Robot R, part of NCI Frederick’s new automated apparatus for screening potential cancer therapeutics, uses its arm to meticulously fill the wells of a 384-well plate with droplets of human tumor cell cultures smaller than a raindrop. Robot L stands at the ready on the other side of the apparatus, awaiting its own instructions. Laboratory staff members work nearby, but after they load the apparatus with the supplies it needs, the robotic system carries on independently.
This is what part of running the NCI-60 Human Tumor Cell Lines Screen, often referred to as “the NCI-60,” looks like these days. The NCI-60, a highly valued resource for the cancer research community since 1990, recently underwent a high-tech makeover at its laboratory home in the Molecular Pharmacology Laboratory at NCI Frederick to enhance its sensitivity and throughput capacity.
The modernized screen, now called the NCI-60 HTS384 Human Tumor Cell Lines Screen, or “the NCI-60 HTS384” for short, aims to build upon its predecessor’s legacy.

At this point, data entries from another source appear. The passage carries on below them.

// Copyright (c) 2025 TexasFortress.AI
// This Source Code Form is subject to the terms of the Mozilla Public
// License, v. 2.0. If a copy of the MPL was not distributed with this
// file, You can obtain one at http://mozilla.org/MPL/2.0/.

use actix_web::{
    delete, get, post,
    web::{Data, Json, Path, Query},
    HttpResponse,
};
use log::{debug, info};
use serde::{Deserialize, Serialize};
use validator::Validate;

use super::auth::AuthenticatedUser;
use super::errors::ApiError;
use super::AppState;
use crate::models::{LeadStatus, ProviderKind, StoredCredentials};
use crate::services::{PendingItem, SendRequest, SessionIdentity, ThreadQuery, ThreadRef, TimelineItem};
use crate::store::NewAccount;

const INBOX_PAGE_MAX: i64 = 200;

// --- Request types ---

#[derive(Debug, Deserialize, Validate)]
#[serde(rename_all = "camelCase")]
pub struct SyncRequest {
    #[validate(length(min = 1, message = "accountId is required"))]
    pub account_id: String,
    /// Window size; omitted or zero selects the configured default.
    #[serde(default)]
    pub limit: Option<u32>,
}

#[derive(Debug, Default, Deserialize)]
#[serde(rename_all = "camelCase")]
pub struct SessionQuery {
    pub session_id: Option<String>,
}

#[derive(Debug, Deserialize, Validate)]
#[serde(rename_all = "camelCase")]
pub struct ThreadStatusRequest {
    #[validate(length(min = 1, message = "messageId is required"))]
    pub message_id: String,
    pub status: String,
}

#[derive(Debug, Deserialize)]
pub struct ReadRequest {
    #[serde(default = "default_true")]
    pub read: bool,
}

fn default_true() -> bool {
    true
}

#[derive(Debug, Deserialize)]
pub struct InboxQuery {
    pub limit: Option<i64>,
}

#[derive(Debug, Deserialize, Validate)]
#[serde(rename_all = "camelCase")]
pub struct ConnectGoogleRequest {
    #[validate(length(min = 1, message = "code is required"))]
    pub code: String,
    #[validate(email(message = "email must be an email address"))]
    pub email: String,
    #[serde(default)]
    pub display_name: Option<String>,
    /// Overrides the configured redirect URI.
    #[serde(default)]
    pub redirect_uri: Option<String>,
}

#[derive(Debug, Deserialize)]
pub struct VisibilityRequest {
    pub visible: bool,
}

#[derive(Debug, Default, Deserialize)]
#[serde(rename_all = "camelCase")]
pub struct OpenThreadRequest {
    pub thread_id: Option<String>,
    pub lead_id: Option<String>,
}

impl OpenThreadRequest {
    fn into_thread_ref(self) -> Option<ThreadRef> {
        let thread_id = self.thread_id.filter(|t| !t.is_empty());
        let lead_id = self.lead_id.filter(|l| !l.is_empty());
        if thread_id.is_none() && lead_id.is_none() {
            return None;
        }
        Some(ThreadRef { thread_id, lead_id })
    }
}

#[derive(Debug, Serialize)]
pub struct ThreadResponse {
    pub items: Vec<TimelineItem>,
    pub status: Option<String>,
    pub pending: Vec<PendingItem>,
}

// --- Helpers ---

/// Fails unless the viewing session exists and belongs to `user`.
async fn owned_session(state: &AppState, user: &AuthenticatedUser, session_id: &str) -> Result<(), ApiError> {
    match state.coordinator.session_identity(session_id).await {
        None => Err(ApiError::NotFound {
            resource: format!("session {}", session_id),
        }),
        Some(identity) if identity.user_id != user.user_id => Err(ApiError::Forbidden {
            message: format!("session {} belongs to another user", session_id),
        }),
        Some(_) => Ok(()),
    }
}

fn session_param(query: &SessionQuery) -> Option<&str> {
    query.session_id.as_deref().filter(|s| !s.is_empty())
}

// === Sync ===

#[post("/sync")]
pub async fn sync_account(
    state: Data<AppState>,
    user: AuthenticatedUser,
    payload: Json<SyncRequest>,
) -> Result<HttpResponse, ApiError> {
    payload.validate()?;
    let report = state
        .coordinator
        .run_sync(&user.user_id, &payload.account_id, payload.limit.unwrap_or(0), false)
        .await?;
    Ok(HttpResponse::Ok().json(report))
}

#[get("/accounts/{account_id}/sync-state")]
pub async fn account_sync_state(
    state: Data<AppState>,
    user: AuthenticatedUser,
    path: Path<String>,
) -> Result<HttpResponse, ApiError> {
    let account_id = path.into_inner();
    let account = state
        .store
        .accounts()
        .get(&account_id)
        .await?
        .filter(|a| a.owned_by(&user.user_id))
        .ok_or_else(|| ApiError::NotFound {
            resource: format!("account {}", account_id),
        })?;

    Ok(HttpResponse::Ok().json(serde_json::json!({
        "account": account,
        "sync": state.coordinator.account_state(&account_id).unwrap_or_default(),
    })))
}

// === Accounts ===

#[post("/oauth/google/exchange")]
pub async fn connect_google(
    state: Data<AppState>,
    user: AuthenticatedUser,
    payload: Json<ConnectGoogleRequest>,
) -> Result<HttpResponse, ApiError> {
    payload.validate()?;
    let payload = payload.into_inner();
    let redirect_uri = payload
        .redirect_uri
        .clone()
        .or_else(|| state.settings.oauth.google.redirect_uri.clone())
        .ok_or_else(|| ApiError::BadRequest {
            message: "redirectUri is required".to_string(),
        })?;

    let tokens = state.credentials.exchange_code(&payload.code, &redirect_uri).await?;
    let expires_at = chrono::Utc::now() + chrono::Duration::seconds(tokens.expires_in);

    let account = state
        .store
        .accounts()
        .insert(NewAccount {
            user_id: user.user_id.clone(),
            provider: ProviderKind::Gmail,
            email: payload.email.trim().to_lowercase(),
            display_name: payload.display_name,
            imap_host: None,
            imap_port: None,
            smtp_host: None,
            smtp_port: None,
            credentials: StoredCredentials::OAuth {
                refresh_token: tokens.refresh_token,
                access_token: Some(tokens.access_token),
                expires_at: Some(expires_at),
            },
        })
        .await?;

    info!("User {} connected mailbox {} ({})", user.user_id, account.email, account.id);
    Ok(HttpResponse::Created().json(account))
}

// === Send ===

#[post("/send")]
pub async fn send_message(
    state: Data<AppState>,
    user: AuthenticatedUser,
    query: Query<SessionQuery>,
    payload: Json<SendRequest>,
) -> Result<HttpResponse, ApiError> {
    payload.validate()?;
    let request = payload.into_inner();

    let session_id = session_param(&query);
    let pending = match session_id {
        Some(id) => {
            owned_session(&state, &user, id).await?;
            state.coordinator.begin_send(id, &request).await
        }
        None => None,
    };

    let outcome = state.send.send(&user.user_id, request).await;

    if let (Some(id), Some(item)) = (session_id, &pending) {
        match &outcome {
            Ok(result) => state.coordinator.complete_send(id, &item.local_id, Ok(result)).await,
            Err(e) => {
                let reason = e.to_string();
                state.coordinator.complete_send(id, &item.local_id, Err(&reason)).await
            }
        }
    }

    let result = outcome?;
    Ok(HttpResponse::Ok().json(serde_json::json!({
        "providerMessageId": result.provider_message_id,
        "providerThreadId": result.provider_thread_id,
        "localId": pending.map(|p| p.local_id),
    })))
}

// === Timeline ===

#[get("/thread")]
pub async fn get_thread(
    state: Data<AppState>,
    user: AuthenticatedUser,
    query: Query<ThreadQuery>,
    session: Query<SessionQuery>,
) -> Result<HttpResponse, ApiError> {
    let has_key = [&query.thread_id, &query.lead_id, &query.participant_a]
        .iter()
        .any(|v| v.as_deref().map_or(false, |s| !s.is_empty()));
    if !has_key {
        return Err(ApiError::BadRequest {
            message: "threadId, leadId or participants are required".to_string(),
        });
    }

    let items = state.timeline.get_thread(&user.user_id, &query).await?;
    let status = state.timeline.display_status(&user.user_id, &items).await?;

    let pending = match session_param(&session) {
        Some(id) => {
            owned_session(&state, &user, id).await?;
            state.coordinator.pending_for_thread(id, query.thread_id.as_deref()).await
        }
        None => Vec::new(),
    };

    debug!("Thread lookup for {} returned {} items", user.user_id, items.len());
    Ok(HttpResponse::Ok().json(ThreadResponse { items, status, pending }))
}

#[post("/thread/status")]
pub async fn set_thread_status(
    state: Data<AppState>,
    user: AuthenticatedUser,
    payload: Json<ThreadStatusRequest>,
) -> Result<HttpResponse, ApiError> {
    payload.validate()?;
    let status = LeadStatus::parse(&payload.status).ok_or_else(|| ApiError::BadRequest {
        message: format!("unknown status '{}'", payload.status),
    })?;

    let target = state
        .timeline
        .set_thread_status(&user.user_id, &payload.message_id, status)
        .await?;
    Ok(HttpResponse::Ok().json(serde_json::json!({
        "status": status.as_str(),
        "applied": target,
    })))
}

// === Messages ===

#[get("/inbox")]
pub async fn list_inbox(
    state: Data<AppState>,
    user: AuthenticatedUser,
    query: Query<InboxQuery>,
) -> Result<HttpResponse, ApiError> {
    let limit = query.limit.unwrap_or(50).clamp(1, INBOX_PAGE_MAX);
    let messages = state.store.messages().list_recent_inbound(&user.user_id, limit).await?;
    Ok(HttpResponse::Ok().json(serde_json::json!({
        "messages": messages,
        "count": messages.len(),
    })))
}

#[post("/messages/{message_id}/read")]
pub async fn mark_read(
    state: Data<AppState>,
    user: AuthenticatedUser,
    path: Path<String>,
    payload: Json<ReadRequest>,
) -> Result<HttpResponse, ApiError> {
    let message_id = path.into_inner();
    let updated = state
        .store
        .messages()
        .set_read(&user.user_id, &message_id, payload.read)
        .await?;
    if !updated {
        return Err(ApiError::NotFound {
            resource: format!("message {}", message_id),
        });
    }
    Ok(HttpResponse::Ok().json(serde_json::json!({
        "id": message_id,
        "isRead": payload.read,
    })))
}

// === Viewing sessions ===

#[post("/sessions/{session_id}/visibility")]
pub async fn set_visibility(
    state: Data<AppState>,
    user: AuthenticatedUser,
    path: Path<String>,
    payload: Json<VisibilityRequest>,
) -> Result<HttpResponse, ApiError> {
    let session_id = path.into_inner();
    owned_session(&state, &user, &session_id).await?;
    state.coordinator.set_visible(&session_id, payload.visible).await;
    Ok(HttpResponse::NoContent().finish())
}

#[post("/sessions/{session_id}/thread")]
pub async fn set_open_thread(
    state: Data<AppState>,
    user: AuthenticatedUser,
    path: Path<String>,
    payload: Json<OpenThreadRequest>,
) -> Result<HttpResponse, ApiError> {
    let session_id = path.into_inner();
    owned_session(&state, &user, &session_id).await?;
    state
        .coordinator
        .set_open_thread(&session_id, payload.into_inner().into_thread_ref())
        .await;
    Ok(HttpResponse::NoContent().finish())
}

/// Rebinds a viewing session to the user of the presented token.
#[post("/sessions/{session_id}/identity")]
pub async fn change_identity(
    state: Data<AppState>,
    user: AuthenticatedUser,
    path: Path<String>,
) -> Result<HttpResponse, ApiError> {
    let session_id = path.into_inner();
    let changed = state
        .coordinator
        .change_identity(&session_id, SessionIdentity { user_id: user.user_id.clone() })
        .await;
    if !changed {
        return Err(ApiError::NotFound {
            resource: format!("session {}", session_id),
        });
    }
    Ok(HttpResponse::NoContent().finish())
}

#[delete("/sessions/{session_id}/pending/{local_id}")]
pub async fn dismiss_pending(
    state: Data<AppState>,
    user: AuthenticatedUser,
    path: Path<(String, String)>,
) -> Result<HttpResponse, ApiError> {
    let (session_id, local_id) = path.into_inner();
    owned_session(&state, &user, &session_id).await?;
    if !state.coordinator.dismiss_pending(&session_id, &local_id).await {
        return Err(ApiError::NotFound {
            resource: format!("pending item {}", local_id),
        });
    }
    Ok(HttpResponse::NoContent().finish())
}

Like the original, it tests potential anticancer therapeutics against 60 human tumor cell lines that encompass nine cancer types—leukemia, melanoma, non-small-cell lung carcinoma, and cancers of the brain, ovary, breast, colon, kidney, and prostate—all at no cost (aside from shipping) to users.
However, it now requires fewer tumor cells per experiment, exposes the tumor cells to the test compounds for three days instead of two, and uses a much more sensitive method for detecting the cancer cells that survive treatment. The classic NCI-60 had a resolution of several thousand cells, but “[the NCI-60 HTS384] can detect less than 10 cells, so we have way more sensitivity and resolution now,” said Nathan Coussens, Ph.D., scientific director of the Molecular Pharmacology Laboratory at the Frederick National Laboratory for Cancer Research (FNL).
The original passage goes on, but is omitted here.